Alors que la PAC est largement re-nationalisée, ce qui est en soi un recul à partir du moment où nous avons un Marché Unique, chaque gouvernement fait des choix lourds de sens. Pourquoi la France refuse-t-elle de suivre l’Espagne qui a fixé à 100 000 euros de subventions le plafond d’aide par exploitation? Le plan stratégique national français – chaque pays doit en produire un sur la manière de décliner nationalement la PAC – est l’un des plus conservateurs socialement et écologiquement.
On pourrait même octroyer le César du greenwashing à notre gouvernement : 99% des agriculteurs français sont éligibles à la mesure-phare du verdissement sans changer quoi que ce soit à leurs pratiques. Or quand on aide tout le monde, gros comme petits, tenants du statu quo comme acteurs de la transition, on aide moins ceux qui en ont le plus besoin et ceux qui ont fait le choix de l’évolution. Avant d’accuser – à juste titre en l’occurrence – Bruxelles, n’y a-t-il pas des questions à poser à Paris?
Se pencher sérieusement sur le dossier, sans oeillère idéologique ni compromission avec les lobbies, mène à cette conclusion : dans l’agriculture (et plus encore dans la pêche j’y reviendrai dans un autre texte), nier les inégalités lorsqu’on élabore une politique publique revient à favoriser les grands contre les petits. La conditionalité sociale de la PAC (les patrons agricoles ne respectant pas le droit du travail pour leurs employés perdent tout ou partie de la subvention européenne )imposée par le groupe socialiste et démocrates au Parlement européen n’est qu’une (petite) première étape, nous devons désormais basculer dans un autre modèle.
Cette bascule est d’autant plus vitale que nous sommes face à une rupture historique majeure, dont les agriculteurs sont aujourd’hui les principales victimes matérielles et morales.
Remontons un petit peu le fil du temps, chose rare dans une société de poissons rouges.
Pendant des décennies, les agriculteurs furent les héros du grand récit moderne et productiviste. Au sortir de la Deuxième Guerre Mondiale, on les chargea de mettre fin à la disette en France, en Europe, puis dans le monde. Ils l’ont fait. Et ils en furent fiers, à juste titre.
Mais ce récit commun à toute la société s’est heurté à l’impasse écologique et les héros d’hier sont désormais dépeints par beaucoup comme des pollueurs. Pourquoi? Pour avoir simplement fait – avec méthode et courage – ce que l’Etat et la société dans son ensemble exigeaient d’eux. Comment ne pas entrer en dépression quand vos revenus fondent comme neige au soleil et qu’en plus votre place dans la société est ainsi remise en cause?
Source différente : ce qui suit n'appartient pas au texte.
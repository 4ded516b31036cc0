use thiserror::Error;

/// Errors that abort `start` before a meeting record is retained.
///
/// Everything else in the pipeline is per-operation recoverable: a failed
/// chunk transcription or diarization call is logged and skipped, and a
/// diarization engine that fails to initialize degrades the recording to
/// unlabeled segments instead of aborting it.
#[derive(Debug, Error)]
pub enum StartError {
    #[error("recording already in progress")]
    AlreadyRecording,

    #[error("transcription engine failed to initialize: {0}")]
    TranscriptionInit(anyhow::Error),

    #[error("audio capture failed to start: {0}")]
    Capture(anyhow::Error),
}
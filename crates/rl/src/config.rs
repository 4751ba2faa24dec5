use crate::env::CartPoleEnvConfig;
use serde::{Deserialize, Serialize};

/// Hyper-parameters of the agent and its approximator.
#[derive(Clone, Debug, PartialEq, Serialize, Deserialize)]
#[serde(default)]
pub struct A2cConfig {
    /// Discount factor applied when accumulating returns.
    pub gamma: f32,
    /// Adam step size.
    pub learning_rate: f32,
    /// Widths of the shared ReLU trunk, input side first.
    pub hidden_layers: Vec<usize>,
    /// Weight of the entropy bonus subtracted from the loss.
    pub entropy_coef: f32,
    /// Added to the advantage standard deviation before dividing.
    pub advantage_epsilon: f32,
}

impl Default for A2cConfig {
    fn default() -> Self {
        Self {
            gamma: 0.99,
            learning_rate: 0.01,
            hidden_layers: vec![32, 32],
            entropy_coef: 0.01,
            advantage_epsilon: 1e-8,
        }
    }
}

impl A2cConfig {
    pub(crate) fn validate(&self) -> Result<(), &'static str> {
        if !(0.0..=1.0).contains(&self.gamma) {
            return Err("gamma must lie in [0, 1]");
        }
        if !(self.learning_rate.is_finite() && self.learning_rate > 0.0) {
            return Err("learning_rate must be positive");
        }
        if self.hidden_layers.contains(&0) {
            return Err("hidden layer widths must be positive");
        }
        if !(self.advantage_epsilon.is_finite() && self.advantage_epsilon > 0.0) {
            return Err("advantage_epsilon must be positive");
        }
        if !self.entropy_coef.is_finite() {
            return Err("entropy_coef must be finite");
        }
        Ok(())
    }
}

/// Episode budget and convergence criterion of the training driver.
#[derive(Clone, Debug, PartialEq, Serialize, Deserialize)]
#[serde(default)]
pub struct DriverConfig {
    pub max_episodes: usize,
    /// Number of recent episode totals averaged for the solved check.
    pub window: usize,
    /// Overrides the environment's reward threshold when set.
    pub solved_threshold: Option<f32>,
    /// Ends an episode that never reports `done`.
    pub max_steps_per_episode: usize,
    /// Emit an info line every this many episodes; 0 disables it.
    pub log_every: usize,
}

impl Default for DriverConfig {
    fn default() -> Self {
        Self {
            max_episodes: 5000,
            window: 100,
            solved_threshold: None,
            max_steps_per_episode: 10_000,
            log_every: 50,
        }
    }
}

/// Everything needed for one training run, as loaded by the binary.
#[derive(Clone, Debug, PartialEq, Serialize, Deserialize)]
#[serde(default)]
pub struct RunConfig {
    pub seed: u64,
    pub agent: A2cConfig,
    pub driver: DriverConfig,
    pub env: CartPoleEnvConfig,
    /// Greedy episodes played after training.
    pub eval_episodes: usize,
}

impl Default for RunConfig {
    fn default() -> Self {
        Self {
            seed: 0,
            agent: A2cConfig::default(),
            driver: DriverConfig::default(),
            env: CartPoleEnvConfig::default(),
            eval_episodes: 10,
        }
    }
}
Alors que s’esquisse le nouveau récit mobilisateur européen – la transformation écologique – les agriculteurs doivent à nouveau en être les héros. Ils sont à l’avant-garde du changement et il est temps qu’ils soient rémunérés pour cela, financièrement et symboliquement. Voilà le rôle du gouvernement de la cité : fixer un cap clair et organiser les choses en fonction, plutôt que parer à l’urgence quand la colère explose.
Mais ce récit mobilisateur ne verra pas le jour simplement avec des normes et des objectifs chiffrés. Le Pacte Vert européen suscitera des insurrections partout s’il ne devient pas un grand projet d’investissements et d’accompagnement, de planification et de justice sociale.
C’est un enjeu majeur, le plus fondamental sans doute, des prochaines élections européennes. Nous y reviendrons très vite.